Definitions for every measurement, label, and factor shown in this application.

Estimated Wave Height
The primary output of the model — the significant wave height (Hs) at the Merrimack River mouth and bar. Significant wave height is defined as the average height of the highest one-third of all waves, which corresponds closely to what an experienced mariner would estimate by eye. Displayed in feet or metres via the unit toggle. The value integrates all six contributing factors: wind, swell, bar shoaling, ebb steepening, river outflow, and standing wave interaction.

Range (±20% / ±30%)
Uncertainty band around the estimated wave height. The model carries ±20% uncertainty under normal conditions and ±30% when an easterly-ebb standing wave is active, reflecting the added complexity of wave–current interaction at the bar. The low and high ends of this range are shown on the wave forecast chart as dashed bounds.

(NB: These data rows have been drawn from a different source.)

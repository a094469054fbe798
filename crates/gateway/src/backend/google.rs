// SPDX-License-Identifier: BUSL-1.1
// Copyright (c) 2026 Alfred Jean LLC

//! Google (Gemini) backend: `generateContent?alt=sse` streams Server-Sent
//! Events, each a JSON `GenerateContentResponse` fragment.

use eventsource_stream::Eventsource;
use forge_core::{Message, Role, ToolCall};
use reqwest::Response;
use serde_json::{json, Value};
use tokio_stream::StreamExt;

use crate::backend::{AbortFlag, AggregatedMessage, StreamDelta, ToolSpec};
use crate::error::{classify_status, GatewayError};

pub fn build_request(messages: &[Message], tools: &[ToolSpec]) -> Value {
    let system = messages
        .iter()
        .find(|m| m.role == Role::System)
        .map(|m| json!({"parts": [{"text": m.content}]}));

    let contents: Vec<Value> = messages
        .iter()
        .filter(|m| m.role != Role::System)
        .map(|m| {
            json!({
                "role": gemini_role(m.role),
                "parts": [{"text": m.content}],
            })
        })
        .collect();

    let mut body = json!({ "contents": contents });
    if let Some(system) = system {
        body["systemInstruction"] = system;
    }
    if !tools.is_empty() {
        body["tools"] = json!([{
            "functionDeclarations": tools.iter().map(|t| json!({
                "name": t.name,
                "description": t.description,
                "parameters": t.parameters,
            })).collect::<Vec<_>>(),
        }]);
    }
    body
}

fn gemini_role(role: Role) -> &'static str {
    match role {
        Role::User | Role::Tool => "user",
        Role::Assistant => "model",
        Role::System => "user",
    }
}

pub async fn consume_stream(
    response: Response,
    abort: &AbortFlag,
    mut on_event: impl FnMut(StreamDelta),
) -> Result<AggregatedMessage, GatewayError> {
    let mut events = response.bytes_stream().eventsource();
    let mut aggregated = AggregatedMessage::default();

    while let Some(event) = events.next().await {
        if abort.is_aborted() {
            return Err(GatewayError::Aborted);
        }
        let event = event.map_err(|e| GatewayError::Stream(e.to_string()))?;
        if event.data.is_empty() {
            continue;
        }
        let payload: Value = serde_json::from_str(&event.data)?;
        let parts = payload
            .pointer("/candidates/0/content/parts")
            .and_then(Value::as_array)
            .cloned()
            .unwrap_or_default();

        for part in parts {
            if let Some(text) = part.get("text").and_then(Value::as_str) {
                aggregated.content.push_str(text);
                on_event(StreamDelta::Content(text.to_string()));
            }
            if let Some(call) = part.get("functionCall") {
                let name = call.get("name").and_then(Value::as_str).unwrap_or_default().to_string();
                let args = call.get("args").cloned().unwrap_or(Value::Null);
                let tool_call = ToolCall {
                    id: format!("call-{name}"),
                    name,
                    arguments_json: args.to_string(),
                };
                on_event(StreamDelta::ToolCall(tool_call.clone()));
                aggregated.tool_calls.push(tool_call);
            }
        }
    }
    Ok(aggregated)
}

pub fn classify_error(status: u16, _retry_after_secs: Option<u64>) -> forge_core::ErrorClass {
    classify_status(status)
}

#[cfg(test)]
#[path = "google_tests.rs"]
mod tests;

CALM / CHOPPY / ROUGH / DANGEROUS
Condition badge derived from the estimated significant wave height at the river mouth: Calm — below 1 ft; Choppy — 1–2 ft; Rough — 2–4 ft; Dangerous — above 4 ft. These thresholds are specific to the Merrimack entrance bar, which concentrates and steepens waves more severely than the same height in open water.

Tide Level (ft MLLW)
Current water surface elevation at NOAA station 8440466 (Newburyport) referenced to Mean Lower Low Water — the standard datum for US coastal charts. A higher tide means more depth over the Merrimack bar, which reduces wave shoaling and breaking. A lower tide means shallower water, amplifying wave height and increasing the likelihood of breaking crests.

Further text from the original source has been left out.